BEGIN Data for this task

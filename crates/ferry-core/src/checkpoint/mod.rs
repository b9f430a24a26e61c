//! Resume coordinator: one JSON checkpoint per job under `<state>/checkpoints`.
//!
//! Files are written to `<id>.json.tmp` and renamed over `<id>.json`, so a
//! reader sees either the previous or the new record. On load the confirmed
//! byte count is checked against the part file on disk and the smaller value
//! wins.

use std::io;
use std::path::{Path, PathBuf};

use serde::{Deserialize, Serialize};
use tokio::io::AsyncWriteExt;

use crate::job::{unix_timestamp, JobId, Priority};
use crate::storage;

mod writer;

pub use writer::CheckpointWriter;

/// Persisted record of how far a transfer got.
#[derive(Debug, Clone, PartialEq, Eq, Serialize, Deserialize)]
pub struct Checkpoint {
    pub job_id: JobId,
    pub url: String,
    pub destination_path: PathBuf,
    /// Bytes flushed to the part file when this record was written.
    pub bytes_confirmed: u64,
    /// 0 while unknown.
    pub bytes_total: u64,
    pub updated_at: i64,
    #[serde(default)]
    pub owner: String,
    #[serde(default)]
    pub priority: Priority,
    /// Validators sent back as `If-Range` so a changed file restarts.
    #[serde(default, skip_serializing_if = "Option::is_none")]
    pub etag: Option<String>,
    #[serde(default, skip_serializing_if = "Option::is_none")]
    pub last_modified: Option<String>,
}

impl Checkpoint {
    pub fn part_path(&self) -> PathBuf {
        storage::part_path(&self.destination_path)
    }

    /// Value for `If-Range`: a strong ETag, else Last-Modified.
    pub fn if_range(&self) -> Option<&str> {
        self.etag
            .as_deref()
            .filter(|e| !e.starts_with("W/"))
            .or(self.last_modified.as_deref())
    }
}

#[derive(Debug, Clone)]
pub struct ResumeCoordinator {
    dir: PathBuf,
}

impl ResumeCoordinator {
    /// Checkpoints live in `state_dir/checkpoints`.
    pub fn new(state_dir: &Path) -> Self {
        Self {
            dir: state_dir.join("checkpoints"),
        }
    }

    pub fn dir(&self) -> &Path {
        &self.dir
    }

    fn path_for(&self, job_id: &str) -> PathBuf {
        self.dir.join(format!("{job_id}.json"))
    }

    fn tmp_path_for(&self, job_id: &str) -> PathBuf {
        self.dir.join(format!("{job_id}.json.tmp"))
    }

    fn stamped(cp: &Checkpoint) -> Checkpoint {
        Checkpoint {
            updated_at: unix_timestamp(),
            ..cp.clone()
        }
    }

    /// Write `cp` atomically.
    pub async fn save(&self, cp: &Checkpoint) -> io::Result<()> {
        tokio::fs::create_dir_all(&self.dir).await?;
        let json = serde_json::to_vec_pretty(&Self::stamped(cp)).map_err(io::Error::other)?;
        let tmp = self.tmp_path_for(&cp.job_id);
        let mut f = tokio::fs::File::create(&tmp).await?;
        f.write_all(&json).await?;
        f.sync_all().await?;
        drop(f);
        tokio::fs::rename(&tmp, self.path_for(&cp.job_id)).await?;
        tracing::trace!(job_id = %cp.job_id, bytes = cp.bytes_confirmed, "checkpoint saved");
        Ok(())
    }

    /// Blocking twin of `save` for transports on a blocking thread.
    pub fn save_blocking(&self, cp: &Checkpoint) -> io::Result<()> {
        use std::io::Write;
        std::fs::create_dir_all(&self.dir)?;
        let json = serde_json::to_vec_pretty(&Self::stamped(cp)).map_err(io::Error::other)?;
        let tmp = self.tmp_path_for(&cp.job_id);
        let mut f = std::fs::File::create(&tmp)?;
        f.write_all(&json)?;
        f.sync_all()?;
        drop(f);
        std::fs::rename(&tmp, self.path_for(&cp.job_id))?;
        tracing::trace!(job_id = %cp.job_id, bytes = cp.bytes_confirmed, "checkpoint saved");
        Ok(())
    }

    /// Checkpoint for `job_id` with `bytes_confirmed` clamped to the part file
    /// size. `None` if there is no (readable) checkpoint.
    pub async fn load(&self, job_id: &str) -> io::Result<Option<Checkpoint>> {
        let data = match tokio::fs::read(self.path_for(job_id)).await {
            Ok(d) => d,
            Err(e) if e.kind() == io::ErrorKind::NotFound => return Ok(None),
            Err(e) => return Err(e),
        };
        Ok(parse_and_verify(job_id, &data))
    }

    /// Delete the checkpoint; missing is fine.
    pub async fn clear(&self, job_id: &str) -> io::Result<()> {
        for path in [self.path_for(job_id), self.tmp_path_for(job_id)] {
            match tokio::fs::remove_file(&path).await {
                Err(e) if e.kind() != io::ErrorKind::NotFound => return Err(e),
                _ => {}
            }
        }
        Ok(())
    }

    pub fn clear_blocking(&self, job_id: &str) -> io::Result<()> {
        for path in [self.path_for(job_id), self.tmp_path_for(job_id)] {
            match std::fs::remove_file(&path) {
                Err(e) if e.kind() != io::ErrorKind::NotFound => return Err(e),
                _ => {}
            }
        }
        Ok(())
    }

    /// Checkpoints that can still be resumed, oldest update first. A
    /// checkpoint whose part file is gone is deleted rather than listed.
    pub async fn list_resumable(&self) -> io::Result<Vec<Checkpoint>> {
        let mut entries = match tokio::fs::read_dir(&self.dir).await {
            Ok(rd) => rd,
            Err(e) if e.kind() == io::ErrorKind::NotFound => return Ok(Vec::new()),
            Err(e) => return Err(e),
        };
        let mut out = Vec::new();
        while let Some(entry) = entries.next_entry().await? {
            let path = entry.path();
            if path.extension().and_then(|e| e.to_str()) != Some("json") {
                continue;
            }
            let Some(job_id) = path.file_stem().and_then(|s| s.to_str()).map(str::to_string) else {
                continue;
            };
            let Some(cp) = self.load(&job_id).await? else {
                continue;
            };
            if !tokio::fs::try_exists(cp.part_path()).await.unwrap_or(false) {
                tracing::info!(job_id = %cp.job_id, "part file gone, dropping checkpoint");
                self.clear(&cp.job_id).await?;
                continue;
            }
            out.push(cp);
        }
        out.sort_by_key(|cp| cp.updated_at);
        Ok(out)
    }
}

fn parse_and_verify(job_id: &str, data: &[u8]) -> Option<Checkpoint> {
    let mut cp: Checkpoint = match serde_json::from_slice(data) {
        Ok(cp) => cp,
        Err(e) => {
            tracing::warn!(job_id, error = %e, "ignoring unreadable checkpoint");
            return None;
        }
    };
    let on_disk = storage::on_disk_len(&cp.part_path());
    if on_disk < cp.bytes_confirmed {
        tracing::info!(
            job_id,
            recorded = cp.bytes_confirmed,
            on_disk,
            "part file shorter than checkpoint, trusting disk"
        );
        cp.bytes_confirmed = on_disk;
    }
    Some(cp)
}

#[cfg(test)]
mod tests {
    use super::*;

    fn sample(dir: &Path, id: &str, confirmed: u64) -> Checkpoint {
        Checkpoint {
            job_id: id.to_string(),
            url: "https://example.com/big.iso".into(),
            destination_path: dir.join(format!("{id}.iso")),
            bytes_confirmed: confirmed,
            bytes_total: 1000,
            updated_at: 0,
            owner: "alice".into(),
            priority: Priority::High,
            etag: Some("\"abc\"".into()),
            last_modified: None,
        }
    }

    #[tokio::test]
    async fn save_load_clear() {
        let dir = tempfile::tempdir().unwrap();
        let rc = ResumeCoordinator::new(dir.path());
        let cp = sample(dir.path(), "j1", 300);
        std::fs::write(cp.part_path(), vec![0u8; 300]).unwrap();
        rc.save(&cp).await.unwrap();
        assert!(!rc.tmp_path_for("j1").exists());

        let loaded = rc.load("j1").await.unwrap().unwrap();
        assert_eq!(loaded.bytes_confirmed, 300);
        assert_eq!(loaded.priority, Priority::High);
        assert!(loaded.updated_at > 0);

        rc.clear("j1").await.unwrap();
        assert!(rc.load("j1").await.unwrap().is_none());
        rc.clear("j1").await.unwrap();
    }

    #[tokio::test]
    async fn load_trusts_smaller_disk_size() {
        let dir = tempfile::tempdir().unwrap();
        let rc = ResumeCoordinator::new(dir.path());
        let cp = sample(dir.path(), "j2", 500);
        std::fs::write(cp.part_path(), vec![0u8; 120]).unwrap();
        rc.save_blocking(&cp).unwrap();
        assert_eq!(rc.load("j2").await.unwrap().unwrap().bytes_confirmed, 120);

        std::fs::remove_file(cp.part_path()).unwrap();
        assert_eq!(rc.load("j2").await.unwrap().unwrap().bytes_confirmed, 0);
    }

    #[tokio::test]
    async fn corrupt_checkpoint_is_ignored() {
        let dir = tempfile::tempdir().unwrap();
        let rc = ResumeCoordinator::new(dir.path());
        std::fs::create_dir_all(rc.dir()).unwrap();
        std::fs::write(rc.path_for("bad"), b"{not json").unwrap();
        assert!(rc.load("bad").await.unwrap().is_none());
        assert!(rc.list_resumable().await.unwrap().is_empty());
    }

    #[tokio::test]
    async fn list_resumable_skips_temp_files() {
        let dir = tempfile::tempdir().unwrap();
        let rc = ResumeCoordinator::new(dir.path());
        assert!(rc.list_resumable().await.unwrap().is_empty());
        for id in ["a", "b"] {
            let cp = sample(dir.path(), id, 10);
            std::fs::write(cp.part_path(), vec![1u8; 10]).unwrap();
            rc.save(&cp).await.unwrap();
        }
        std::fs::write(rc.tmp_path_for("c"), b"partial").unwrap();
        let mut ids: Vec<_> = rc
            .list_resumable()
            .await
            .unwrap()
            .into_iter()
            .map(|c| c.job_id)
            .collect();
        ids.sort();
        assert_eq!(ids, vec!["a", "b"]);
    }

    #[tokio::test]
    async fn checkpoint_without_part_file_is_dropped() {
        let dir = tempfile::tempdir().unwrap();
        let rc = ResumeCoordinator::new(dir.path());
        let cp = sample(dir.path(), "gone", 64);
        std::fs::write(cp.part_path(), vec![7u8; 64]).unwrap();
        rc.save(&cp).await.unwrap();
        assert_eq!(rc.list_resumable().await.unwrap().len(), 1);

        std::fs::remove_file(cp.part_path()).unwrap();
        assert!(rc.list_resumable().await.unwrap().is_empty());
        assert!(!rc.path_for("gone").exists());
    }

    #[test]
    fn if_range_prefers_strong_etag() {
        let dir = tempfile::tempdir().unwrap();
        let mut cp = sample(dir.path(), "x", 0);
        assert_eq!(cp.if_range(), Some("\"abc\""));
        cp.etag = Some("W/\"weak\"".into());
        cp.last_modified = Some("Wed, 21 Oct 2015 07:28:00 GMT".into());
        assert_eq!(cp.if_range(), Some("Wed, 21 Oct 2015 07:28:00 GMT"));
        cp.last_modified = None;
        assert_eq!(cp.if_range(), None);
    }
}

END Data for this task

_Exercise aim_. Give again only the lines starting at the one that contains "async fn checkpoint_without_part_file_is_dropped()" and running to the end of the data.

_Result of the task_.
    async fn checkpoint_without_part_file_is_dropped() {
        let dir = tempfile::tempdir().unwrap();
        let rc = ResumeCoordinator::new(dir.path());
        let cp = sample(dir.path(), "gone", 64);
        std::fs::write(cp.part_path(), vec![7u8; 64]).unwrap();
        rc.save(&cp).await.unwrap();
        assert_eq!(rc.list_resumable().await.unwrap().len(), 1);

        std::fs::remove_file(cp.part_path()).unwrap();
        assert!(rc.list_resumable().await.unwrap().is_empty());
        assert!(!rc.path_for("gone").exists());
    }

    #[test]
    fn if_range_prefers_strong_etag() {
        let dir = tempfile::tempdir().unwrap();
        let mut cp = sample(dir.path(), "x", 0);
        assert_eq!(cp.if_range(), Some("\"abc\""));
        cp.etag = Some("W/\"weak\"".into());
        cp.last_modified = Some("Wed, 21 Oct 2015 07:28:00 GMT".into());
        assert_eq!(cp.if_range(), Some("Wed, 21 Oct 2015 07:28:00 GMT"));
        cp.last_modified = None;
        assert_eq!(cp.if_range(), None);
    }
}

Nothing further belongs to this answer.